WHAT IS BEING ASKED: Please restate, exactly as written, the lines running from the beginning of the material through the line that has "of a successful response." in it.
····················
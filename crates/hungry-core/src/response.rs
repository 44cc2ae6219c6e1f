//! The normalized response shape returned by every façade operation.

use serde::{Deserialize, Serialize};
use serde_json::{Map, Value};

use crate::ids::SessionId;
use crate::status::{Platform, ResponseSource, ResponseStatus};

/// Payload of a successful response.
#[derive(Debug, Clone, PartialEq, Serialize, Deserialize)]
pub struct ResponseData {
    /// Human-readable text, suitable for speech synthesis.
    pub message: String,

    pub status: ResponseStatus,

    pub source: ResponseSource,

    /// Operation-specific fields (`search_term`, `area`, `restaurant_name`, ...).
    #[serde(flatten)]
    pub fields: Map<String, Value>,
}

impl ResponseData {
    /// Create a payload with no extra fields.
    pub fn new(message: impl Into<String>, status: ResponseStatus, source: ResponseSource) -> Self {
        Self {
            message: message.into(),
            status,
            source,
            fields: Map::new(),
        }
    }

    /// Builder method to attach an operation-specific field.
    pub fn with_field(mut self, key: impl Into<String>, value: impl Into<Value>) -> Self {
        self.fields.insert(key.into(), value.into());
        self
    }

    /// Look up an operation-specific field.
    pub fn field(&self, key: &str) -> Option<&Value> {
        self.fields.get(key)
    }
}

/// Result of a domain operation.
///
/// This is the only shape callers outside the worker client observe: low-level
/// errors are folded into `success: false` with an `error` message.
#[derive(Debug, Clone, PartialEq, Serialize, Deserialize)]
pub struct DomainResponse {
    pub success: bool,

    #[serde(default, skip_serializing_if = "Option::is_none")]
    pub data: Option<ResponseData>,

    #[serde(default, skip_serializing_if = "Option::is_none")]
    pub error: Option<String>,

    pub platform: Platform,

    pub session_id: SessionId,
}

impl DomainResponse {
    /// Create a successful response.
    pub fn ok(session_id: SessionId, data: ResponseData) -> Self {
        Self {
            success: true,
            data: Some(data),
            error: None,
            platform: Platform::UberEats,
            session_id,
        }
    }

    /// Create a failed response.
    pub fn failed(session_id: SessionId, error: impl Into<String>) -> Self {
        Self {
            success: false,
            data: None,
            error: Some(error.into()),
            platform: Platform::UberEats,
            session_id,
        }
    }

    /// Source tag of the payload, if any.
    pub fn source(&self) -> Option<ResponseSource> {
        self.data.as_ref().map(|d| d.source)
    }

    /// Status tag of the payload, if any.
    pub fn status(&self) -> Option<ResponseStatus> {
        self.data.as_ref().map(|d| d.status)
    }

    /// Human-readable message of the payload, if any.
    pub fn message(&self) -> Option<&str> {
        self.data.as_ref().map(|d| d.message.as_str())
    }

    /// Returns true if this response was served from static fallback content.
    pub fn is_fallback(&self) -> bool {
        self.source() == Some(ResponseSource::StaticFallback)
    }
}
····················
FINAL ANSWER:
filename crates/hungry-core/src/response.rs
repository 44cc2ae6219c6e1f
//! The normalized response shape returned by every façade operation.

use serde::{Deserialize, Serialize};
use serde_json::{Map, Value};

use crate::ids::SessionId;
use crate::status::{Platform, ResponseSource, ResponseStatus};

/// Payload of a successful response.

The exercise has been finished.